Dear K-
I don’t. The days get bleaker and I get more bitter and weathered with every exposure to the winter wind. I’m faded, resting pale against a pastel landscape. I miss the sun, the summer air and the summer cares. Deep in my bones I know it will someday come again, but for the moment I ache for relief. Hours stretch into days and days into weeks, and eventually I will be old and remember all the winter days I wasted in anticipation of spring. And perhaps I will regret.
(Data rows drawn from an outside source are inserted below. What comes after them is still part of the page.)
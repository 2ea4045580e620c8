use serde::{Deserialize, Serialize};

/// Issues the two process-wide identifier streams: innovation numbers for
/// structural genes and ids for whole genotypes. Each call returns the current
/// counter value and then increments it, so no value is ever issued twice.
///
/// This is owned state, not a global: the [`super::store::ArchetypeStore`]
/// holds one and every call site takes it by `&mut`, which keeps counters
/// deterministic and test-isolated. The struct is serde-derived so the store
/// can checkpoint the high-water marks alongside the archetype files; a
/// resumed run must never reissue an identifier already on disk.
///
/// Counter exhaustion (u64 overflow) is a fatal condition. At one innovation
/// per structural mutation it takes a multi-billion-generation run to get
/// there, so no defensive handling is attempted.
#[derive(Clone, Debug, Default, PartialEq, Eq, Serialize, Deserialize)]
pub struct IdSource {
    next_innovation: u64,
    next_genotype_id: u64,
}

impl IdSource {
    pub fn new() -> IdSource {
        IdSource::default()
    }

    pub fn starting_at(next_innovation: u64, next_genotype_id: u64) -> IdSource {
        IdSource { next_innovation, next_genotype_id }
    }

    pub fn next_innovation(&mut self) -> u64 {
        let result = self.next_innovation;
        self.next_innovation += 1;
        result
    }

    pub fn next_genotype_id(&mut self) -> u64 {
        let result = self.next_genotype_id;
        self.next_genotype_id += 1;
        result
    }

    /// Make sure the next issued innovation number is at least `floor`.
    /// Called after loading an archetype whose embedded innovation numbers may
    /// exceed the in-memory counter. Never lowers the counter.
    pub fn raise_innovation_floor(&mut self, floor: u64) {
        self.next_innovation = self.next_innovation.max(floor);
    }

    pub fn raise_genotype_id_floor(&mut self, floor: u64) {
        self.next_genotype_id = self.next_genotype_id.max(floor);
    }

    /// The next innovation number that would be issued, without issuing it.
    pub fn peek_innovation(&self) -> u64 {
        self.next_innovation
    }

    pub fn peek_genotype_id(&self) -> u64 {
        self.next_genotype_id
    }
}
It’s funny how little things can throw off your balance. I’m a creature of routine, and I rely on stability and repetition. Something as simple as having to shift which wrist I wear my watch upon due to the bruises left by an IV needle is enough to set me off-kilter for the entire day. I look to my wrist for a sense of temporal bearings and instead I find a sickly green and grey bruise with a tiny purple pinprick at its center. My stomach lurches, I quickly glance at the watch on my opposite limb, but already I have been knocked out of step and I’m stumbling to find my rhythm. I fumble with some paperwork, drop my pen, forget to smile to a patient. My mind is still thinking about the bruises.
I don’t adapt well to change. I hate transitional periods. Lately, I’ve been feeling like this entire year is a transition, and it makes me sick.
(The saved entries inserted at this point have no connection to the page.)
use std::collections::HashSet;
use std::fmt;

use log::debug;

use super::crossover_map::CombiningCrossoverMap;
use super::genes::{NodeGene, NodeType};
use super::id_source::IdSource;

/// One population's archetype: the ordered superset of every node gene ever
/// active in that population, used to align genomes with divergent topologies
/// for crossover.
///
/// INVARIANT: scanned left to right the gene list visits its sections in the
/// order Input, Hidden, Output, each section contiguous. Every mutating
/// operation re-checks this in debug builds; a violation is a logic defect
/// upstream and panics rather than letting crossover silently misalign.
///
/// All positional reasoning stays inside this type. Callers pass innovation
/// numbers (or positions they just computed through [`Archetype::index_of_innovation`])
/// and never hold raw indices across a pruning.
#[derive(Clone, Debug, Default)]
pub struct Archetype {
    genes: Vec<NodeGene>,
    /// Number of Output-typed genes currently present. Cached so
    /// `first_output_index` is O(1); recomputed while pruning.
    output_count: usize,
}

impl Archetype {
    pub fn new() -> Archetype {
        Archetype::default()
    }

    /// Builds an archetype from an existing gene list: the template genome's
    /// nodes at a fresh start, or a deserialized list on resume. The list must
    /// already be section-ordered.
    pub fn from_genes(genes: Vec<NodeGene>) -> Archetype {
        let output_count = genes.iter().filter(|g| g.node_type == NodeType::Output).count();
        let archetype = Archetype { genes, output_count };
        assert!(
            archetype.is_ordered(),
            "gene list is not section-ordered: {archetype}"
        );
        archetype
    }

    pub fn len(&self) -> usize {
        self.genes.len()
    }

    pub fn is_empty(&self) -> bool {
        self.genes.is_empty()
    }

    pub fn genes(&self) -> &[NodeGene] {
        &self.genes
    }

    pub fn output_count(&self) -> usize {
        self.output_count
    }

    /// Position of the gene with this innovation number. Linear scan:
    /// archetype size is bounded by historical structural diversity, not
    /// population size, so O(n) is acceptable here.
    pub fn index_of_innovation(&self, innovation: u64) -> Option<usize> {
        self.genes.iter().position(|g| g.innovation == innovation)
    }

    pub fn contains(&self, innovation: u64) -> bool {
        self.index_of_innovation(innovation).is_some()
    }

    /// Appends `gene` unless a gene with its innovation number is already
    /// present. The already-present case is common, not an error: a sibling
    /// genome usually registered the same structural mutation earlier in the
    /// generation.
    pub fn add(&mut self, gene: NodeGene) {
        if self.contains(gene.innovation) {
            return;
        }
        if gene.node_type == NodeType::Output {
            self.output_count += 1;
        }
        self.genes.push(gene);
        debug_assert!(self.is_ordered(), "node order broken after add: {self}");
    }

    /// Inserts `gene` at `position`, shifting subsequent genes right. With
    /// `combine_copy` set the insertion came from combining crossover and is
    /// followed by a splice step dispatched on the type of the gene
    /// immediately preceding `position`:
    ///
    /// - Input predecessor: the gene starts a second, independently evolved
    ///   hidden chain. Its copy is spliced before the first already-combined
    ///   hidden gene, or before the output section if there is none yet, so
    ///   combined genes stay contiguous and ahead of naturally evolved ones.
    /// - Hidden predecessor: if the predecessor was itself a combine target
    ///   (it keys an entry in the crossover map), the copy goes directly after
    ///   the gene the predecessor was rewritten to, anticipating future
    ///   combining crossover. Otherwise the insertion was a plain multitask
    ///   splice and nothing more happens.
    /// - Output predecessor: contract violation; panics with a dump.
    pub fn insert_at(
        &mut self,
        position: usize,
        gene: NodeGene,
        combine_copy: bool,
        crossover_map: &mut CombiningCrossoverMap,
        ids: &mut IdSource,
    ) {
        if gene.node_type == NodeType::Output {
            self.output_count += 1;
        }
        self.genes.insert(position, gene.clone());
        if combine_copy {
            assert!(
                position > 0,
                "combine copy {gene} inserted at position 0 has no predecessor: {self}"
            );
            let previous = self.genes[position - 1].clone();
            match previous.node_type {
                NodeType::Input => {
                    let splice_position = match self.first_combined_index(NodeType::Hidden) {
                        // No combining crossover yet: land just ahead of the outputs.
                        None => self.genes.len() - self.output_count,
                        Some(first_combined) => first_combined,
                    };
                    self.splice_from_combining_crossover(&gene, splice_position, crossover_map, ids);
                }
                NodeType::Hidden => {
                    if let Some(new_previous) = crossover_map.get(previous.innovation) {
                        let index_new_previous = self.index_of_innovation(new_previous).unwrap_or_else(|| {
                            panic!(
                                "crossover map rewrites {} to {}, but {} is not in the archetype: {}",
                                previous.innovation, new_previous, new_previous, self
                            )
                        });
                        self.splice_from_combining_crossover(&gene, index_new_previous + 1, crossover_map, ids);
                    }
                    // Otherwise the gene was only spliced into a multitask
                    // network and needs no companion copy.
                }
                NodeType::Output => {
                    panic!("combine copy {gene} inserted after output gene {previous}: {self}");
                }
            }
        }
        debug_assert!(self.is_ordered(), "node order broken after insert at {position}: {self}");
    }

    /// Splices a clone of `gene` at `position`: the clone gets a rewritten
    /// innovation number from the crossover map (fresh if this gene was never
    /// spliced before) and is flagged as combined. The caller's gene is left
    /// untouched.
    fn splice_from_combining_crossover(
        &mut self,
        gene: &NodeGene,
        position: usize,
        crossover_map: &mut CombiningCrossoverMap,
        ids: &mut IdSource,
    ) {
        let mut copy = gene.clone();
        copy.innovation = crossover_map.adjusted_innovation(copy.innovation, ids);
        copy.from_combining_crossover = true;
        if copy.node_type == NodeType::Output {
            self.output_count += 1;
        }
        self.genes.insert(position, copy);
    }

    /// First position flagged `from_combining_crossover` with the given type,
    /// if combining crossover has produced one.
    pub fn first_combined_index(&self, node_type: NodeType) -> Option<usize> {
        self.genes.iter().position(|g| g.from_combining_crossover && g.node_type == node_type)
    }

    /// Position of the first Output-typed gene, derived from the cached
    /// output count.
    pub fn first_output_index(&self) -> usize {
        let result = self.genes.len() - self.output_count;
        debug_assert!(
            self.genes[result].node_type == NodeType::Output,
            "first output is not an output! pos {result} in {self}"
        );
        result
    }

    /// Prunes every gene whose innovation number is no longer in use by any
    /// live genome, with one exception: a gene that is the *target* of a
    /// combining crossover mapping stays as long as its source gene is still
    /// in the archetype, since the source still expects to align against it.
    /// Map entries are dropped together with the genes they describe, in
    /// either direction, so no mapping outlives its genes.
    pub fn clean(&mut self, active_innovations: &HashSet<u64>, crossover_map: &mut CombiningCrossoverMap) {
        debug!("Cleaning archetype of {} genes, {} active", self.genes.len(), active_innovations.len());
        self.output_count = 0;
        let mut i = 0;
        while i < self.genes.len() {
            let innovation = self.genes[i].innovation;
            if !active_innovations.contains(&innovation) {
                if crossover_map.contains_value(innovation) {
                    // contains_value just succeeded, so a key must exist.
                    let source = crossover_map.key_for_value(innovation).unwrap_or_else(|| {
                        panic!("crossover map contains value {innovation} but no key for it: {crossover_map:?}")
                    });
                    if self.index_of_innovation(source).is_none() {
                        // The other half of the merge is gone too; drop the
                        // combine target and its mapping.
                        self.genes.remove(i);
                        crossover_map.remove(source);
                        continue;
                    }
                    // Source still present: the combine target stays.
                } else if crossover_map.contains_key(innovation) {
                    crossover_map.remove(innovation);
                    self.genes.remove(i);
                    continue;
                } else {
                    self.genes.remove(i);
                    continue;
                }
            }
            if self.genes[i].node_type == NodeType::Output {
                self.output_count += 1;
            }
            i += 1;
        }
        debug_assert!(self.is_ordered(), "node order broken after clean: {self}");
    }

    /// Diagnostic scan of the section-ordering invariant: inputs, then hidden
    /// nodes, then outputs, no interleaving. Runs as a debug assertion after
    /// every mutating operation; tests call it unconditionally.
    pub fn is_ordered(&self) -> bool {
        let mut section = NodeType::Input;
        for gene in &self.genes {
            if gene.node_type < section {
                return false;
            }
            section = gene.node_type;
        }
        true
    }
}

impl fmt::Display for Archetype {
    fn fmt(&self, f: &mut fmt::Formatter<'_>) -> fmt::Result {
        write!(f, "Archetype[{} genes, {} outputs:", self.genes.len(), self.output_count)?;
        for gene in &self.genes {
            write!(f, " {gene}")?;
        }
        write!(f, "]")
    }
}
I’m going back abroad in the summer. I plan to see Brno again…the city I loved but couldn’t have, although in all fairness I had every opportunity to take it back. I’m both eager to see it and frightened. What if it’s not as beautiful as I remember? Will I still be content to stroll its streets and admire my surroundings, or will I find it more faded and dreary than my crisp, beautiful memories? But what if I find it even lovelier than in my dreams? What if I break my heart all over again and throw my life to ruin just in order to return to its embrace? What emotion will I feel when I smell the brewery? Taste the halusky, drink a beer, amble through the Tesco, hear the fluid river of native Czech language spewing from a citizen’s mouth?
Don’t worry. It’s not a one-way ticket, and I’m being accompanied by a lover who aims to keep me settled in America at all costs. He’ll bring me back. He’s part of the reason, whether he’d like me to admit it or not, that I stayed in America in the first place. He was one tether that I couldn’t shake loose.
Be cheerful to compensate for my persistent gloominess.